Raw signals are not comparable. A momentum reading on Bitcoin and a momentum reading on a Treasury future come out of the same formula and live on completely different scales, because one instrument moves in whole percent a day and the other in basis points. Sort a universe by a raw signal and the loud, high-volatility names dominate the top and bottom of the ranking for no reason other than their scale, drowning the quiet names that may carry the same signal strength. Z-scoring fixes the scale problem before you ever sort, and it is the cheapest piece of hygiene that separates a clean cross-sectional system from a noisy one.

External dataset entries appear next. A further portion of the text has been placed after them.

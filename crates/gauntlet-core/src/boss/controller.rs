use crate::actions::{ActionContext, LeafAction, Outcome, drink_potion, eat_food};
use crate::error::ActionError;
use crate::gateway::{Entity, EntityQuery, Gateway, Posture, Subject, Vital};
use crate::hostile::Hostile;

use super::cycle::AttackCycle;
use super::events::DamageTracker;
use super::hazards::HazardMap;

/// State of one boss encounter. Created the first time the boss is seen,
/// discarded once it disappears or the encounter is abandoned.
#[derive(Clone, Debug)]
pub struct BossEncounterState {
    pub cycle: AttackCycle,
    pub posture: Option<Posture>,
    player_hits: DamageTracker,
    boss_hits: DamageTracker,
    hazards: HazardMap,
    engaged: bool,
}

impl BossEncounterState {
    fn begin(env: &dyn Gateway, hazards: HazardMap) -> Self {
        Self {
            cycle: AttackCycle::default(),
            posture: env.active_posture(),
            player_hits: DamageTracker::primed(&env.damage_events(Subject::Player)),
            boss_hits: DamageTracker::primed(&env.damage_events(Subject::Boss)),
            hazards,
            engaged: false,
        }
    }

    pub fn hazards(&self) -> &HazardMap {
        &self.hazards
    }
}

/// Real-time boss fight, re-entered every tick while the scheduler keeps
/// selecting it.
#[derive(Debug, Default)]
pub struct BossEncounterAction {
    state: Option<BossEncounterState>,
}

impl BossEncounterAction {
    pub fn state(&self) -> Option<&BossEncounterState> {
        self.state.as_ref()
    }

    /// Drops a running encounter without registering a defeat. Returns
    /// whether there was one.
    pub fn abandon(&mut self) -> bool {
        let abandoned = self.state.take().is_some();
        if abandoned {
            tracing::info!("boss encounter abandoned");
        }
        abandoned
    }

    fn restore_vitals(cx: &mut ActionContext<'_>) {
        let health = cx.env.read_vital(Vital::Health);
        let prayer = cx.env.read_vital(Vital::Prayer);
        let safety = cx.config.safety;
        let food = cx.config.inventory.food.clone();
        let potion = cx.config.inventory.potion.clone();

        if health < safety.boss_eat_below && cx.env.inventory_contains(&food) {
            eat_food(cx);
        } else if health < safety.boss_eat_below {
            tracing::warn!("health at {}% with no {} left", health, food);
        }

        if prayer < safety.boss_drink_below && cx.env.inventory_contains(&potion) {
            drink_potion(cx);
        } else if prayer < safety.boss_drink_below {
            tracing::warn!("prayer at {}% with no {} left", prayer, potion);
        }
    }

    fn approach(cx: &mut ActionContext<'_>) -> Outcome {
        let center = cx.run.variant.boss_room().center();
        if cx.env.player_position() == center {
            tracing::debug!("waiting for the boss to appear");
            let window = cx.config.timings.tick;
            cx.env.delay(window);
            return Outcome::Completed;
        }
        cx.report("Walking to the boss room...");
        if !cx.env.walk_to(center) {
            return cx.soft_failure("Failed to walk to the boss room.");
        }
        let window = cx.config.timings.walk;
        cx.env.delay(window);
        Outcome::Completed
    }

    fn attack(cx: &mut ActionContext<'_>, boss: &Entity) {
        if cx.env.interact(boss, "Attack") {
            tracing::debug!("attacking {}", boss);
        } else {
            tracing::warn!("attack on {} failed", boss.name);
        }
    }
}

impl LeafAction for BossEncounterAction {
    fn execute(&mut self, cx: &mut ActionContext<'_>) -> Result<Outcome, ActionError> {
        let variant = cx.run.variant;
        let query = EntityQuery::npc(Hostile::Hunllef.name(variant));

        let Some(boss) = cx.env.find_entity(&query) else {
            if cx.env.read_vital(Vital::Health) == 0 {
                self.abandon();
                return Ok(cx.soft_failure("Died during the boss encounter."));
            }
            if self.state.take().is_some() {
                cx.ledger.register_boss_defeat();
                cx.report("Boss defeated!");
                return Ok(Outcome::Completed);
            }
            return Ok(Self::approach(cx));
        };

        let state = match self.state.as_mut() {
            Some(state) => state,
            None => {
                cx.report("Engaging the boss...");
                let map = HazardMap::snapshot(&*cx.env, variant.boss_room());
                self.state.insert(BossEncounterState::begin(&*cx.env, map))
            }
        };

        Self::restore_vitals(cx);

        let incoming = state
            .player_hits
            .observe(&cx.env.damage_events(Subject::Player));
        for _ in &incoming {
            if state.cycle.advance() {
                tracing::info!("boss switched to {}", state.cycle.style());
            }
        }

        let wanted = state.cycle.style().protection();
        if cx.env.active_posture() != Some(wanted) {
            if cx.env.activate_posture(wanted) {
                state.posture = Some(wanted);
                cx.report(format!("Switching to {}", wanted));
            } else {
                tracing::warn!("failed to activate {}", wanted);
            }
        }

        let mut moved = false;
        let position = cx.env.player_position();
        match state.hazards.nearest_safe(&*cx.env, position) {
            None => {
                tracing::warn!("no safe tile in the boss room");
                let window = cx.config.timings.boss_cycle;
                cx.env.delay(window);
                return Ok(Outcome::Completed);
            }
            Some(tile) if tile == position => {}
            Some(tile) if tile.distance_to(boss.position) > 1.0 => {
                if cx.env.walk_to(tile) {
                    tracing::debug!("moved to safe tile {}", tile);
                    moved = true;
                } else {
                    tracing::warn!("failed to move to safe tile {}", tile);
                }
            }
            Some(tile) => tracing::debug!("staying put, safe tile {} is next to the boss", tile),
        }

        let landed = state.boss_hits.observe(&cx.env.damage_events(Subject::Boss));
        if !landed.is_empty() || !state.engaged || moved {
            Self::attack(cx, &boss);
            state.engaged = true;
        }

        let window = cx.config.timings.boss_cycle;
        cx.env.delay(window);
        Ok(Outcome::Completed)
    }
}
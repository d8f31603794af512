//! The fixed resource vocabulary.

use std::str::FromStr;

use strum::IntoEnumIterator;

/// Every counted resource of a run.
#[derive(
    Clone,
    Copy,
    Debug,
    PartialEq,
    Eq,
    PartialOrd,
    Ord,
    Hash,
    strum::EnumIter,
    strum::EnumCount,
    strum::IntoStaticStr,
)]
pub enum Resource {
    CrystalOre,
    CorruptedOre,
    PhrenBark,
    LinumTirinium,
    CrystallineShards,
    CorruptedShards,
    GrymLeaf,
    WeaponFrame,
    CrystallineOrb,
    CorruptedOrb,
    CrystallineBowstring,
    CorruptedBowstring,
    CrystallineDust,
    CorruptedDust,
    Vial,
    Potion,
    RawPaddlefish,
}

impl Resource {
    /// Gatherable node types, in the order they are harvested.
    pub const GATHERING_ORDER: [Resource; 4] = [
        Resource::CrystalOre,
        Resource::CorruptedOre,
        Resource::PhrenBark,
        Resource::LinumTirinium,
    ];

    /// Loot worth dropping filler for when the inventory is full.
    pub const HIGH_PRIORITY_LOOT: [Resource; 5] = [
        Resource::WeaponFrame,
        Resource::CrystallineOrb,
        Resource::CorruptedOrb,
        Resource::CrystallineBowstring,
        Resource::CorruptedBowstring,
    ];

    /// In-world item name.
    pub const fn display_name(self) -> &'static str {
        match self {
            Resource::CrystalOre => "Crystal Ore",
            Resource::CorruptedOre => "Corrupted Ore",
            Resource::PhrenBark => "Phren Bark",
            Resource::LinumTirinium => "Linum Tirinium",
            Resource::CrystallineShards => "Crystal Shards",
            Resource::CorruptedShards => "Corrupted Shards",
            Resource::GrymLeaf => "Grym Leaf",
            Resource::WeaponFrame => "Weapon Frame",
            Resource::CrystallineOrb => "Crystalline Orb",
            Resource::CorruptedOrb => "Corrupted Orb",
            Resource::CrystallineBowstring => "Crystalline Bowstring",
            Resource::CorruptedBowstring => "Corrupted Bowstring",
            Resource::CrystallineDust => "Crystal Dust",
            Resource::CorruptedDust => "Corrupted Dust",
            Resource::Vial => "Vial",
            Resource::Potion => "Egniol Potion",
            Resource::RawPaddlefish => "Raw Paddlefish",
        }
    }

    /// Per-run collection target; a resource is needed while below it.
    pub const fn target(self) -> u32 {
        match self {
            Resource::CrystalOre
            | Resource::CorruptedOre
            | Resource::PhrenBark
            | Resource::LinumTirinium
            | Resource::GrymLeaf
            | Resource::Vial
            | Resource::Potion => 3,
            Resource::CrystallineShards | Resource::CorruptedShards => 380,
            Resource::WeaponFrame => 2,
            Resource::CrystallineOrb
            | Resource::CorruptedOrb
            | Resource::CrystallineBowstring
            | Resource::CorruptedBowstring => 1,
            Resource::CrystallineDust | Resource::CorruptedDust => 30,
            Resource::RawPaddlefish => 23,
        }
    }

    pub fn is_high_priority_loot(self) -> bool {
        Self::HIGH_PRIORITY_LOOT.contains(&self)
    }

    /// Resolves an in-world item name (as reported by the environment).
    pub fn from_item_name(name: &str) -> Option<Resource> {
        let name = name.trim();
        Resource::iter().find(|resource| resource.display_name().eq_ignore_ascii_case(name))
    }

    /// Identifier form, e.g. `"WeaponFrame"`.
    pub fn ident(self) -> &'static str {
        self.into()
    }
}

/// Accepts both the identifier form (`"WeaponFrame"`) and the in-world name
/// (`"Weapon Frame"`), case-insensitively.
impl FromStr for Resource {
    type Err = ();

    fn from_str(name: &str) -> Result<Self, Self::Err> {
        let trimmed = name.trim();
        Resource::iter()
            .find(|resource| resource.ident().eq_ignore_ascii_case(trimmed))
            .or_else(|| Resource::from_item_name(trimmed))
            .ok_or(())
    }
}
//! Small guarded-branch decision tree evaluated once per tick.
//!
//! The tree answers a single question per evaluation: which unit of work
//! should run next. Nodes never block and never keep state between ticks;
//! everything they need lives in the context `C`.
//!
//! - **No Running state**: a node either passes or fails within the tick
//! - **Fixed order**: composites try children strictly left to right, so the
//!   textual order of the tree is the priority policy
//! - **Zero dependencies**: pure Rust with no external crates
//!
//! # Architecture
//!
//! - [`Behavior`]: Core trait for all nodes
//! - [`Status`]: Success or Failure
//! - Guard nodes: [`Branch`], [`Condition`]
//! - Composite nodes: [`Sequence`], [`Selector`]

pub mod behavior;
pub mod branch;
pub mod builder;
pub mod composite;
pub mod status;

pub use behavior::Behavior;
pub use branch::{Branch, Condition};
pub use builder::{branch, condition, guarded, selector, sequence};
pub use composite::{Selector, Sequence};
pub use status::Status;
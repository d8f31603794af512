//! Core behavior trait.
//!
//! Every node in a tree implements [`Behavior`]. The trait is generic over a
//! context type `C`, the blackboard the node reads its inputs from and writes
//! its decision into.

use crate::Status;

/// A tree node that can be evaluated against a context.
pub trait Behavior<C>: Send + Sync {
    /// Evaluate this node once against the given context.
    ///
    /// Guards should only read from `ctx`. Choice nodes record their decision
    /// in `ctx` and return `Success`.
    fn tick(&self, ctx: &mut C) -> Status;
}

/// Blanket implementation for boxed behaviors, so heterogeneous children can
/// live in one `Vec<Box<dyn Behavior<C>>>`.
impl<C> Behavior<C> for Box<dyn Behavior<C>> {
    #[inline]
    fn tick(&self, ctx: &mut C) -> Status {
        (**self).tick(ctx)
    }
}
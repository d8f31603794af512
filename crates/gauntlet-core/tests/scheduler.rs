mod common;

use common::{Harness, START};
use gauntlet_core::actions::ActionKind;
use gauntlet_core::{Observation, Scheduler, Vital};

fn decide(h: &mut Harness) -> ActionKind {
    h.run.refresh_vitals(&h.world);
    let obs = Observation::capture(&h.run, &h.ledger, &h.rooms, &h.world, &h.config.safety);
    Scheduler::new().decide(&obs)
}

#[test]
fn fresh_run_starts_with_the_entry_check() {
    let mut h = Harness::new(START);
    assert_eq!(decide(&mut h), ActionKind::StartingRoomCheck);
}

#[test]
fn needed_hostile_beats_needed_node() {
    let mut h = Harness::inside();
    h.rooms.record(START.room());
    h.world.spawn_object("Crystal Ore", START.offset(2, 2));
    assert_eq!(decide(&mut h), ActionKind::Gathering);

    h.world.spawn_npc("Crystalline Bat", START.offset(-3, 1));
    assert_eq!(decide(&mut h), ActionKind::Combat);
}

#[test]
fn hostiles_of_the_other_variant_are_ignored() {
    let mut h = Harness::inside();
    h.rooms.record(START.room());
    h.world.spawn_npc("Corrupted Bat", START.offset(-3, 1));
    assert_eq!(decide(&mut h), ActionKind::UnexpectedScenario);
}

#[test]
fn unknown_room_is_traversed_once_nothing_else_is_visible() {
    let mut h = Harness::inside();
    assert_eq!(decide(&mut h), ActionKind::Traversal);
    h.rooms.record(START.room());
    assert_eq!(decide(&mut h), ActionKind::UnexpectedScenario);
}

#[test]
fn zero_health_wins_over_ready_phase_two_crafting() {
    let mut h = Harness::inside();
    h.ledger.increment_resource("CombinedShards", 380).unwrap();
    h.ledger.increment_resource("WeaponFrame", 2).unwrap();
    for name in ["CrystallineOrb", "CrystallineBowstring"] {
        h.ledger.increment_resource(name, 1).unwrap();
    }
    for name in ["CrystalOre", "PhrenBark", "LinumTirinium"] {
        h.ledger.increment_resource(name, 3).unwrap();
    }
    h.ledger.advance_phase();
    assert_eq!(decide(&mut h), ActionKind::CraftingPhase2);

    h.world.set_vital(Vital::Health, 0);
    assert_eq!(decide(&mut h), ActionKind::UnexpectedScenario);
}

#[test]
fn boss_follows_phase_two_and_required_kills() {
    use gauntlet_core::{ArmorSlot, CraftKey, Tier, WeaponKind};

    let mut h = Harness::inside();
    h.rooms.record(START.room());
    let armor = h.run.variant.armor();
    for key in [
        CraftKey::weapon(WeaponKind::Staff, Tier::Perfected),
        CraftKey::weapon(WeaponKind::Bow, Tier::Perfected),
        CraftKey::armor(ArmorSlot::Helm, armor),
        CraftKey::armor(ArmorSlot::Body, armor),
    ] {
        h.ledger.mark_crafted(key);
    }
    assert_eq!(decide(&mut h), ActionKind::BossEncounter);

    h.ledger.register_boss_defeat();
    assert_eq!(decide(&mut h), ActionKind::PostEncounter);
}

#[test]
fn identical_snapshots_decide_identically() {
    let mut h = Harness::inside();
    h.world.spawn_object("Phren Bark", START.offset(1, 4));
    let first = decide(&mut h);
    let second = decide(&mut h);
    assert_eq!(first, second);
    assert_eq!(first, ActionKind::Gathering);
}
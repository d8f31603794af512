//! Fighting hostiles that still drop something the run needs.

use crate::error::ActionError;
use crate::gateway::{Entity, EntityKind, EntityQuery, Gateway, Posture};
use crate::hostile::{Hostile, HostileTier};
use crate::ledger::{CraftKey, ProgressLedger, Tier, WeaponKind};
use crate::variant::Variant;

use super::inventory::{collect_loot, equip};
use super::{ActionContext, LeafAction, Outcome};

/// Weapons in order of preference, best first.
pub fn weapon_preference(variant: Variant) -> Vec<String> {
    let material = variant.armor();
    let mut names = Vec::with_capacity(7);
    for tier in [Tier::Perfected, Tier::Attuned, Tier::Basic] {
        for kind in [WeaponKind::Staff, WeaponKind::Bow] {
            names.push(CraftKey::weapon(kind, tier).item_name(material));
        }
    }
    names.push(format!("{} sceptre", material.material()));
    names
}

/// Nearest visible hostile worth fighting: weak hostiles first, then
/// demi-bosses.
pub fn needed_target(env: &dyn Gateway, ledger: &ProgressLedger) -> Option<(Hostile, Entity)> {
    let variant = ledger.variant();
    let origin = env.player_position();
    [Hostile::WEAK.as_slice(), Hostile::DEMI_BOSSES.as_slice()]
        .into_iter()
        .find_map(|tier| {
            let query = EntityQuery::new(EntityKind::Npc).any_of(Hostile::names(tier, variant));
            env.find_entities(&query)
                .into_iter()
                .filter_map(|entity| {
                    let (hostile, seen_variant) = Hostile::parse(&entity.name)?;
                    (seen_variant == variant && ledger.is_hostile_needed(hostile))
                        .then_some((hostile, entity))
                })
                .min_by(|(_, a), (_, b)| {
                    a.position
                        .distance_to(origin)
                        .total_cmp(&b.position.distance_to(origin))
                })
        })
}

#[derive(Debug, Default)]
pub struct CombatAction;

impl CombatAction {
    fn equip_best_weapon(&self, cx: &mut ActionContext<'_>) {
        let equipped = cx.env.equipped_weapon();
        for weapon in weapon_preference(cx.run.variant) {
            if equipped.as_deref().is_some_and(|held| held.eq_ignore_ascii_case(&weapon)) {
                return;
            }
            if cx.env.inventory_contains(&weapon) {
                if equip(cx, &weapon, "Wield") {
                    cx.report(format!("Equipping {}...", weapon));
                }
                return;
            }
        }
    }

    /// Demi-bosses fight in melee range.
    fn raise_protection(&self, cx: &mut ActionContext<'_>, hostile: Hostile) {
        if hostile.tier() != HostileTier::DemiBoss {
            return;
        }
        let wanted = Posture::ProtectFromMelee;
        if cx.env.active_posture() == Some(wanted) {
            return;
        }
        if cx.env.activate_posture(wanted) {
            cx.report(format!("Switching to {}", wanted));
        } else {
            tracing::warn!("failed to activate {}", wanted);
        }
    }
}

impl LeafAction for CombatAction {
    fn execute(&mut self, cx: &mut ActionContext<'_>) -> Result<Outcome, ActionError> {
        self.equip_best_weapon(cx);
        cx.report("Looking for necessary monsters to kill...");

        let Some((hostile, target)) = needed_target(&*cx.env, cx.ledger) else {
            return Ok(cx.soft_failure("No necessary monsters found."));
        };

        self.raise_protection(cx, hostile);
        if !cx.env.interact(&target, "Attack") {
            return Ok(cx.soft_failure(format!("Failed to attack {}", target.name)));
        }
        cx.report(format!("Attacking {}...", target.name));

        let name = target.name.clone();
        let id = target.id;
        let gone = cx.env.wait_until(
            &mut |env| {
                !env.find_entities(&EntityQuery::npc(name.clone()))
                    .iter()
                    .any(|entity| entity.id == id)
            },
            cx.config.timings.kill,
        );
        if !gone {
            return Ok(cx.soft_failure(format!("{} still alive after the kill window", name)));
        }

        if cx.ledger.record_kill(hostile) {
            tracing::info!("killed {}", name);
        }
        cx.report("Looting items...");
        collect_loot(cx);
        Ok(Outcome::Completed)
    }
}

#[cfg(test)]
mod tests {
    use super::*;

    #[test]
    fn preference_starts_with_perfected_and_ends_with_sceptre() {
        let names = weapon_preference(Variant::Hard);
        assert_eq!(names.first().map(String::as_str), Some("Corrupted staff (perfected)"));
        assert_eq!(names.last().map(String::as_str), Some("Corrupted sceptre"));
        assert_eq!(names.len(), 7);
    }
}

This sits between "Ranked Long/Short Systems Explained" and "How to Build a Cost-Aware RSI Ranking System": the preprocessing step that makes a ranking mean what you think it means.
The transform: subtract the mean, divide by the spread
$$ z_i = \frac{x_i - \mu}{\sigma} $$
The z-score of an instrument is its raw signal value minus the mean of the signal across the universe, divided by the standard deviation of the signal across the universe. The subtraction recenters every signal on zero, so positive means above-average and negative means below-average regardless of the raw units. The division rescales so that one z-score unit means the same thing for Bitcoin and for the bond: one standard deviation of that signal's own dispersion. After z-scoring, a +2 on copper and a +2 on gold are genuinely comparable; both say "two standard deviations rich on this signal," and the units they started in are gone.
Why this is more than just ranking
A fair question: if you are going to sort anyway, why not skip z-scoring and rank the raw values directly, since ranking already discards scale? Because rank throws away too much. Ranking compresses the universe to its order and forgets the spacing, so a name that is far and away the best looks identical to a name that barely edges out the next one. Z-scoring keeps the spacing, the magnitude of how far each name sits from the crowd, which carries real information about conviction. A z-score of +3 is a genuine outlier worth a bigger position than a +0.5, and the weighting schemes from "Ranked Long/Short Systems Explained" can use that spacing directly. You z-score when you want comparability and conviction; you fall back to pure rank only when the signal's magnitudes are too unreliable to trust and you only believe the order.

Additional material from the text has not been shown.